(Stored data)
━━━━━━━━━━━━━━━━
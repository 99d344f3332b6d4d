//! AuthFlowRunner: one credential-or-skip outcome per wizard run.
//!
//! Commit order on success is secret store first, then the profile
//! descriptor on a copy of the config. Any error before that point leaves
//! both stores exactly as they were.

use std::sync::Arc;
use std::time::Duration;

use gatehouse_core::secrets::AUTH_NAMESPACE;
use gatehouse_core::types::ProviderEndpoint;
use gatehouse_core::{
    docs, AuthProfile, Credential, CredentialMode, ProcessEnv, Prompter, RuntimeConfig,
    SecretStore, TextPrompt,
};
use secrecy::SecretString;

use crate::choice::AuthChoice;
use crate::error::AuthError;
use crate::exchange::TokenExchanger;
use crate::flow::OAuthFlow;
use crate::opener::UrlOpener;
use crate::provider::{ProviderSpec, ANTHROPIC, GOOGLE_ANTIGRAVITY, OPENAI_CODEX};

pub const LMSTUDIO_PROVIDER: &str = "lmstudio";
pub const LMSTUDIO_BASE_URL: &str = "http://127.0.0.1:1234/v1";
pub const LMSTUDIO_MODEL: &str = "minimax-m2.1-gs32";

const DEFAULT_CALLBACK_TIMEOUT: Duration = Duration::from_secs(180);

/// Run-scoped "who set the default model" latch.
///
/// The first writer in a run (an explicit user choice, or a provider
/// default) wins. A primary model already present in the config counts as a
/// prior writer.
#[derive(Debug, Clone, Default)]
pub struct ModelSelection {
    chosen: Option<String>,
}

impl ModelSelection {
    pub fn from_config(config: &RuntimeConfig) -> Self {
        Self {
            chosen: config.model.primary.clone(),
        }
    }

    pub fn current(&self) -> Option<&str> {
        self.chosen.as_deref()
    }

    /// Apply a provider's recommended model unless something already won.
    pub fn apply_default(&mut self, config: &mut RuntimeConfig, model: &str) -> bool {
        if self.chosen.is_some() || config.model.primary.is_some() {
            return false;
        }
        config.set_primary_model(model);
        self.chosen = Some(model.to_string());
        true
    }

    /// The user typed a model; that always wins.
    pub fn record_explicit(&mut self, config: &mut RuntimeConfig, model: &str) {
        config.set_primary_model(model);
        self.chosen = Some(model.to_string());
    }
}

/// Successful outcome of [`AuthFlowRunner::run`].
#[derive(Debug, Clone)]
pub struct AuthApplied {
    pub config: RuntimeConfig,
    /// Profile written, if the choice produced a credential.
    pub profile: Option<AuthProfile>,
    pub notices: Vec<String>,
}

pub struct AuthFlowRunner {
    secrets: Arc<dyn SecretStore>,
    exchanger: Arc<dyn TokenExchanger>,
    opener: Arc<dyn UrlOpener>,
    env: ProcessEnv,
    remote: bool,
    callback_timeout: Duration,
}

impl AuthFlowRunner {
    pub fn new(
        secrets: Arc<dyn SecretStore>,
        exchanger: Arc<dyn TokenExchanger>,
        opener: Arc<dyn UrlOpener>,
        env: ProcessEnv,
    ) -> Self {
        let remote = env.is_remote();
        Self {
            secrets,
            exchanger,
            opener,
            env,
            remote,
            callback_timeout: DEFAULT_CALLBACK_TIMEOUT,
        }
    }

    pub fn with_remote(mut self, remote: bool) -> Self {
        self.remote = remote;
        self
    }

    pub fn with_callback_timeout(mut self, timeout: Duration) -> Self {
        self.callback_timeout = timeout;
        self
    }

    /// Resolve `choice` against `config`.
    ///
    /// Returns the next config on success. On failure the error has already
    /// been shown to the user (with a docs link) and `config` is untouched.
    pub async fn run(
        &self,
        choice: AuthChoice,
        config: &RuntimeConfig,
        selection: &mut ModelSelection,
        prompter: &mut dyn Prompter,
    ) -> Result<AuthApplied, AuthError> {
        let result = self.resolve(choice, config, selection, prompter).await;
        if let Err(err) = &result {
            match err {
                AuthError::Cancelled => {
                    tracing::info!(choice = %choice, "authorization cancelled");
                    prompter.log("Authorization cancelled; existing credentials kept.");
                }
                err => {
                    tracing::warn!(choice = %choice, error = %err, "authorization failed");
                    prompter.error(&err.to_string());
                    prompter.note(
                        "OAuth",
                        &format!("Trouble with OAuth? See {}", docs::OAUTH_FAQ),
                    );
                }
            }
        }
        result
    }

    async fn resolve(
        &self,
        choice: AuthChoice,
        config: &RuntimeConfig,
        selection: &mut ModelSelection,
        prompter: &mut dyn Prompter,
    ) -> Result<AuthApplied, AuthError> {
        let mut next = config.clone();
        let mut notices = Vec::new();

        let profile = match choice {
            AuthChoice::AnthropicOAuth => {
                Some(self.oauth(&ANTHROPIC, &mut next, selection, &mut notices, prompter).await?)
            }
            AuthChoice::OpenAiCodexOAuth => Some(
                self.oauth(&OPENAI_CODEX, &mut next, selection, &mut notices, prompter)
                    .await?,
            ),
            AuthChoice::GoogleAntigravityOAuth => Some(
                self.oauth(&GOOGLE_ANTIGRAVITY, &mut next, selection, &mut notices, prompter)
                    .await?,
            ),
            AuthChoice::AnthropicApiKey => {
                let key = prompter.password("Enter Anthropic API key")?;
                let credential = Credential {
                    provider: ANTHROPIC.id.to_string(),
                    mode: CredentialMode::ApiKey,
                    secret: SecretString::new(key.trim().to_string().into()),
                    identity_hint: None,
                };
                Some(self.commit(&mut next, &credential)?)
            }
            AuthChoice::LmStudio => {
                next.providers.insert(
                    LMSTUDIO_PROVIDER.to_string(),
                    ProviderEndpoint {
                        base_url: LMSTUDIO_BASE_URL.to_string(),
                        models: vec![LMSTUDIO_MODEL.to_string()],
                    },
                );
                let model = format!("{LMSTUDIO_PROVIDER}/{LMSTUDIO_MODEL}");
                if selection.apply_default(&mut next, &model) {
                    notices.push(format!("Default model set to {model}"));
                }
                None
            }
            AuthChoice::Skip => None,
        };

        for notice in &notices {
            prompter.note("Model configured", notice);
        }
        Ok(AuthApplied {
            config: next,
            profile,
            notices,
        })
    }

    async fn oauth(
        &self,
        spec: &ProviderSpec,
        next: &mut RuntimeConfig,
        selection: &mut ModelSelection,
        notices: &mut Vec<String>,
        prompter: &mut dyn Prompter,
    ) -> Result<AuthProfile, AuthError> {
        let flow = OAuthFlow {
            spec,
            env: &self.env,
            exchanger: self.exchanger.as_ref(),
            opener: self.opener.as_ref(),
            remote: self.remote,
            callback_timeout: self.callback_timeout,
        };
        let credential = flow.run(prompter).await?;
        let profile = self.commit(next, &credential)?;
        if let Some(model) = spec.default_model {
            if selection.apply_default(next, model) {
                notices.push(format!("Default model set to {model}"));
            }
        }
        Ok(profile)
    }

    /// Secret first; the profile is only recorded once the secret is stored.
    fn commit(
        &self,
        next: &mut RuntimeConfig,
        credential: &Credential,
    ) -> Result<AuthProfile, AuthError> {
        let profile = credential.profile();
        let account = profile.profile_id.to_string();
        if !self.secrets.save(AUTH_NAMESPACE, &account, &credential.secret) {
            return Err(AuthError::SecretStore { account });
        }
        next.upsert_auth_profile(profile.clone());
        tracing::info!(profile = %profile.profile_id, mode = %profile.mode, "auth profile stored");
        Ok(profile)
    }
}

/// Final "Default model (blank to keep)" prompt.
pub fn prompt_default_model(
    config: &mut RuntimeConfig,
    selection: &mut ModelSelection,
    prompter: &mut dyn Prompter,
) -> Result<(), AuthError> {
    let mut prompt = TextPrompt::new("Default model (blank to keep)");
    if let Some(current) = config.model.primary.as_deref() {
        prompt = prompt.initial(current);
    }
    let model = prompter.text(prompt)?;
    let model = model.trim();
    if !model.is_empty() {
        selection.record_explicit(config, model);
    }
    Ok(())
}

/// Prompt for the auth choice itself.
pub fn prompt_auth_choice(prompter: &mut dyn Prompter) -> Result<AuthChoice, AuthError> {
    let value = prompter.select("Model/auth choice", &AuthChoice::choices(), None)?;
    value.parse().map_err(AuthError::Prompt)
}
━━━━━━━━━━━━━━━━
Problem. Your task is to write out, exactly, the line that contains "auth choice itself." and each line after it to the end of the data, with no other lines.

Task solution.
/// Prompt for the auth choice itself.
pub fn prompt_auth_choice(prompter: &mut dyn Prompter) -> Result<AuthChoice, AuthError> {
    let value = prompter.select("Model/auth choice", &AuthChoice::choices(), None)?;
    value.parse().map_err(AuthError::Prompt)
}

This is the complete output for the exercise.